一个与小麦籽粒硬度相关的基因及其编码蛋白与应用的制作方法

文档序号:551675阅读:844来源:国知局
专利名称:一个与小麦籽粒硬度相关的基因及其编码蛋白与应用的制作方法
技术领域
本发明涉及基因及其编码蛋白与应用,特别是涉及一个与小麦籽粒硬度相关的基因及其编码蛋白与其在小麦品质改良中的应用。
背景技术
籽粒硬度是小麦品质的重要性状之一,它影响小麦的出粉率、面粉颗粒大小、润麦加水量、破损淀粉粒数量和最终的食品加工品质等,是市场上对其进行分级、定价的重要依据。按胚乳质地可把普通小麦分为硬质麦、混合麦和软质麦。籽粒硬度主要由位于染色体5D短臂(5DS)上的主效基因Pina和Pinb(统称为puroindoline)控制。1986年,Greenwell和Schofield从小麦籽粒中提取出一组分子量约为15kD的蛋白多肽,命名为friabilin蛋白,大大推进了分子水平上籽粒硬度的研究进程。研究表明,Puroindoline蛋白是friabilin蛋白的主要成分,是决定小麦籽粒硬度的基础,主要由两种蛋白组分puroindoline a(PINA)和puroindoline b(PINB)组成,其编码基因分别命名为Pina和Pinb。PINA蛋白缺失或编码PINB蛋白的基因(Pinb)发生突变均可造成小麦胚乳质地变硬。Giroux等对两个硬麦品种进行研究,发现Pinb基因中有一位点发生了突变,导致相应氨基酸序列中第46位的Gly变为Ser,将此突变类型命名为Pinb-D1b。此后,相继有多种硬度突变类型被发现。Lillemo和Morris发现了Pinb基因两种新的突变类型,一个是第60位的Leu变为Pro,将此突变类型命名为Pinb-D1c,另一个是第44位氨基酸由Trp变为Arg,将此突变类型命名为Pinb-D1d。Morris等发现,在一种硬红春小麦的Pinb基因中第39位氨基酸Trp突变为终止密码子,将此突变类型命名为Pinb-D1e;在一种硬红冬小麦的Pinb基因中第44位氨基酸Trp突变为终止密码子,将此突变类型命名为Pinb-Dif;在另一种硬红冬小麦的Pinb基因中第56位氨基酸Cys突变为终止密码子,将此突变类型命名为Pinb-D1g。最近,Massa等在山羊草中新发现了六种Pina基因和四种Pinb基因的等位变异,但均表现为软质。Xia等经研究发现Pinb-D1b是我国小麦中最为常见的硬度变异类型,并在农大3213和农大3395等10个品种(系)中发现Pinb基因中相应于第42位氨基酸有一碱基A缺失的新变异类型,将其命名为Pinb-D1p。有关Pinb基因及其突变型的总结如表1所示表1 已知的Pinb基因的表现型、突变类型、分子变化及参考文献

发明内容本发明的目的是提供一个与小麦籽粒硬度相关的基因及其编码蛋白。
本发明所提供的与小麦籽粒硬度相关的基因,名称为Pinb-D1q,来源于小麦,具有下述核苷酸序列之一1)序列表中SEQ ID №2的多核苷酸;2)编码序列表中SEQ ID №1蛋白质序列的DNA;3)在高严谨条件下可与序列表中的SEQ ID №2限定的DNA序列杂交的核苷酸序列。

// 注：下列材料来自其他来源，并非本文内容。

//! Calls, `go`, `defer` and interface method dispatch.

use gossa_ir::Name;
use gossa_ssa::{Callee, Function, MethodImpl, VarId};
use gossa_types::{Idx, Tag};
use tracing::{debug, trace};

use super::exec::top;
use super::frame::{Deferred, Frame, ReturnTo};
use super::{Execution, Flow};
use crate::errors::{internal, ExecResult, Fatal, RuntimeFault, Trap};
use crate::sched::Goroutine;
use crate::value::{Callable, NativeMethod, Pointer, Value};

/// Result of a natively implemented call.
pub(super) enum Native {
    Ready(Value),
    /// Done, but the goroutine should let others run.
    Yield(Value),
    /// Blocked. The call runs again once the goroutine is woken and
    /// consumes the wake.
    Park,
}

/// A receiver on its way to the declared receiver form.
enum Place {
    /// A value of the given type.
    Value(Idx, Value),
    /// A location holding a value of the given type.
    Addr(Idx, Pointer),
}

impl<'p> Execution<'p> {
    /// Push a frame for `callee`, which must be function code.
    pub(super) fn push_call(
        &mut self,
        g: &mut Goroutine,
        callee: Callable,
        args: Vec<Value>,
        ret: ReturnTo,
        can_recover: bool,
    ) -> ExecResult<()> {
        let Callable::Code { func, free, recv } = callee else {
            return Err(internal("native callee pushed as a frame"));
        };
        let f = self.program.func(func);
        if !f.has_body() {
            return Err(RuntimeFault::Unsupported(format!("call of external function {}", f.name)).into());
        }
        if g.frames.len() >= self.config.max_depth {
            return Err(Fatal::StackOverflow {
                limit: self.config.max_depth,
            }
            .into());
        }
        let mut frame = Frame::new(f, ret, can_recover);
        for (&p, v) in f.params.iter().zip(recv.into_iter().chain(args)) {
            frame.set(p, v);
        }
        for (&fv, v) in f.free_vars.iter().zip(free) {
            frame.set(fv, v);
        }
        if self.config.trace {
            trace!(goroutine = %g.id, func = %f.name, depth = g.frames.len() + 1, "call");
        }
        g.frames.push(frame);
        Ok(())
    }

    fn callee(&mut self, fr: &Frame, callee: &Callee) -> ExecResult<Callable> {
        Ok(match callee {
            Callee::Static(func) => Callable::func(*func),
            Callee::Value(v) => match fr.get(*v) {
                Value::Func(c) => (*c).clone(),
                _ => return Err(RuntimeFault::NilDeref.into()),
            },
            Callee::Invoke { recv, method } => return self.resolve_invoke(&fr.get(*recv), *method),
            Callee::Builtin(b) => Callable::Builtin(*b),
            Callee::Intrinsic(i) => Callable::Intrinsic(*i),
        })
    }

    fn operands(fr: &Frame, f: &Function, args: &[VarId]) -> (Vec<Value>, Vec<Idx>) {
        args.iter().map(|&a| (fr.get(a), f.var_type(a))).unzip()
    }

    fn target(&mut self, g: &mut Goroutine, callee: &Callee) -> ExecResult<Callable> {
        let fr = top(g)?;
        self.callee(fr, callee)
    }

    pub(super) fn exec_call(
        &mut self,
        g: &mut Goroutine,
        f: &'p Function,
        dst: VarId,
        ty: Idx,
        callee: &Callee,
        args: &[VarId],
    ) -> ExecResult<Flow> {
        let target = self.target(g, callee)?;
        let (values, types) = Self::operands(top(g)?, f, args);
        if let Callable::Code { .. } = target {
            self.push_call(g, target, values, ReturnTo::Value(dst), false)?;
            return Ok(Flow::Continue);
        }
        let (v, flow) = match self.call_native(g, &target, &values, &types, ty)? {
            Native::Ready(v) => (v, Flow::Continue),
            Native::Yield(v) => (v, Flow::Yield),
            Native::Park => return Ok(Flow::Park),
        };
        let fr = top(g)?;
        fr.set(dst, v);
        fr.pc += 1;
        Ok(flow)
    }

    pub(super) fn exec_go(
        &mut self,
        g: &mut Goroutine,
        f: &'p Function,
        callee: &Callee,
        args: &[VarId],
    ) -> ExecResult<Flow> {
        let target = self.target(g, callee)?;
        let (values, types) = Self::operands(top(g)?, f, args);
        if let Callable::Code { .. } = target {
            let mut child = self.new_goroutine();
            self.push_call(&mut child, target, values, ReturnTo::Discard, false)?;
            debug!(parent = %g.id, goroutine = %child.id, "go");
            self.sched.spawn(child);
        } else if let Native::Park = self.call_native(g, &target, &values, &types, Idx::EMPTY_TUPLE)? {
            // A native started with `go` runs in the spawning goroutine and
            // never waits; its registration goes stale.
            g.ticket = 0;
        }
        top(g)?.pc += 1;
        Ok(Flow::Continue)
    }

    pub(super) fn exec_defer(
        &mut self,
        g: &mut Goroutine,
        f: &'p Function,
        callee: &Callee,
        args: &[VarId],
    ) -> ExecResult<Flow> {
        let target = self.target(g, callee)?;
        let fr = top(g)?;
        let (args, types) = Self::operands(fr, f, args);
        fr.defers.push(Deferred {
            callee: target,
            args,
            types,
        });
        fr.pc += 1;
        Ok(Flow::Continue)
    }

    /// Dispatch a natively implemented callee.
    pub(super) fn call_native(
        &mut self,
        g: &mut Goroutine,
        target: &Callable,
        args: &[Value],
        types: &[Idx],
        ty: Idx,
    ) -> ExecResult<Native> {
        match target {
            Callable::Native { method, recv } => self.native_method(*method, recv).map(Native::Ready),
            Callable::Builtin(b) => self.builtin(g, *b, args, types, ty).map(Native::Ready),
            Callable::Intrinsic(i) => self.intrinsic(g, *i, args, ty),
            Callable::Code { .. } => Err(internal("function code dispatched as native")),
        }
    }

    /// Find the implementation of `method` for the dynamic type of the
    /// interface value `recv`, with the receiver adjusted to its declared
    /// form.
    pub(super) fn resolve_invoke(&mut self, recv: &Value, method: Name) -> ExecResult<Callable> {
        let Value::Interface(Some(b)) = recv else {
            return Err(RuntimeFault::NilDeref.into());
        };
        let program = self.program;
        let imp = program.method(b.ty, method).ok_or_else(|| {
            internal(format!(
                "no method {} registered for {}",
                self.pool.name_str(method),
                self.pool.format_type(b.ty)
            ))
        })?;
        match imp {
            MethodImpl::Func {
                func,
                path,
                ptr_recv,
            } => {
                let place = self.walk(b.ty, b.value.clone(), path)?;
                let r = self.receiver(place, *ptr_recv)?;
                Ok(Callable::Code {
                    func: *func,
                    free: Vec::new(),
                    recv: Some(r),
                })
            }
            MethodImpl::Embedded { path } => {
                let place = self.walk(b.ty, b.value.clone(), path)?;
                let inner = self.receiver(place, false)?;
                self.resolve_invoke(&inner, method)
            }
            MethodImpl::Native {
                path,
                recv,
                ptr_recv,
            } => {
                let place = self.walk(b.ty, b.value.clone(), path)?;
                let r = self.receiver(place, *ptr_recv)?;
                let method = if *recv == Idx::RUNTIME_ERROR {
                    NativeMethod::RuntimeErrorError
                } else {
                    NativeMethod::ErrorStringError
                };
                Ok(Callable::Native { method, recv: r })
            }
        }
    }

    /// Follow an embedding path of field indices from a value of type `ty`.
    fn walk(&self, ty: Idx, value: Value, path: &[u32]) -> ExecResult<Place> {
        let pool = self.pool;
        let is_ptr = |t: Idx| pool.under_tag(t) == Tag::Pointer;
        let mut place = Place::Value(ty, value);
        for &i in path {
            place = match place {
                Place::Value(t, Value::Pointer(p)) if is_ptr(t) => {
                    let base = pool.deref(t);
                    Place::Addr(pool.field(base, i as usize).ty, p.project(i))
                }
                Place::Value(t, Value::Struct(mut fields)) if (i as usize) < fields.len() => {
                    Place::Value(pool.field(t, i as usize).ty, fields.swap_remove(i as usize))
                }
                Place::Value(_, Value::Nil) => return Err(RuntimeFault::NilDeref.into()),
                Place::Value(t, v) => {
                    return Err(internal(format!(
                        "embedding step {i} through {v:?} of type {}",
                        pool.format_type(t)
                    )))
                }
                Place::Addr(t, p) if is_ptr(t) => match self.heap.load(&p)? {
                    Value::Pointer(q) => {
                        let base = pool.deref(t);
                        Place::Addr(pool.field(base, i as usize).ty, q.project(i))
                    }
                    _ => return Err(RuntimeFault::NilDeref.into()),
                },
                Place::Addr(t, p) => Place::Addr(pool.field(t, i as usize).ty, p.project(i)),
            };
        }
        Ok(place)
    }

    /// The receiver for a method declared on `T` (`ptr_recv` false) or
    /// `*T`.
    fn receiver(&mut self, place: Place, ptr_recv: bool) -> ExecResult<Value> {
        let pool = self.pool;
        let is_ptr = |t: Idx| pool.under_tag(t) == Tag::Pointer;
        let (t, v) = match place {
            Place::Addr(t, p) if !is_ptr(t) => {
                return Ok(if ptr_recv {
                    Value::Pointer(p)
                } else {
                    self.heap.load(&p)?
                });
            }
            Place::Addr(t, p) => (t, self.heap.load(&p)?),
            Place::Value(t, v) => (t, v),
        };
        match (is_ptr(t), ptr_recv) {
            (true, true) | (false, false) => Ok(v),
            (true, false) => match v {
                Value::Pointer(p) => Ok(self.heap.load(&p)?),
                _ => Err(RuntimeFault::NilDeref.into()),
            },
            (false, true) => Ok(Value::Pointer(self.heap.alloc(v))),
        }
    }

    pub(super) fn native_method(&self, method: NativeMethod, recv: &Value) -> ExecResult<Value> {
        match method {
            NativeMethod::RuntimeErrorError => Ok(recv.clone()),
            NativeMethod::ErrorStringError => match recv {
                Value::Pointer(p) => match self.heap.load(p)? {
                    Value::Struct(mut fields) if !fields.is_empty() => Ok(fields.swap_remove(0)),
                    other => Err(internal(format!("errorString holds {other:?}"))),
                },
                _ => Err(RuntimeFault::NilDeref.into()),
            },
        }
    }

    /// Run `callee` to completion on a goroutine of its own, outside the
    /// scheduler. `Err` carries the value of a panic that escaped it.
    pub(super) fn call_sync(&mut self, callee: Callable, args: Vec<Value>) -> ExecResult<Result<Value, Value>> {
        match callee {
            Callable::Native { method, recv } => match self.native_method(method, &recv) {
                Ok(v) => Ok(Ok(v)),
                Err(Trap::Fault(f)) => Ok(Err(self.fault_value(f))),
                Err(trap) => Err(trap),
            },
            Callable::Code { .. } => {
                let mut g = self.new_goroutine();
                self.push_call(&mut g, callee, args, ReturnTo::Sync, false)?;
                loop {
                    match self.run_goroutine(&mut g)? {
                        Flow::Returned(v) => return Ok(Ok(v)),
                        Flow::Uncaught => {
                            let value = g
                                .panic
                                .take()
                                .map_or(Value::Interface(None), |p| p.value);
                            return Ok(Err(value));
                        }
                        Flow::Yield | Flow::Continue => {}
                        Flow::Park | Flow::Done => {
                            return Err(internal("goroutine blocked inside a method called by fmt"))
                        }
                    }
                }
            }
            Callable::Builtin(_) | Callable::Intrinsic(_) => {
                Err(internal("builtin called as a method"))
            }
        }
    }
}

所述高严谨条件可为用0.1×SSPE(或0.1×SSC),0.1%SDS的溶液,在65℃下杂交并洗膜。
序列表中的SEQ ID №2由447个碱基组成,其编码框为自5’端第1到第444位碱基,编码具有序列表中SEQ ID №1的氨基酸残基序列的蛋白质;与未发生突变的Pinb的编码基因相比,它的核苷酸序列自5’端第218位碱基由g变成了t,使Ser的密码子TGG突变成了Leu的密码子TTG。
本发明所提供的与小麦籽粒硬度相关基因的编码蛋白,名称为PinB-D1q,是具有下述氨基酸残基序列之一的多肽1)序列表中的SEQ ID №1;2)将序列表中SEQ ID №1的氨基酸残基序列经过一至十个氨基酸残基的取代、缺失或添加且与小麦籽粒硬度相关的蛋白质。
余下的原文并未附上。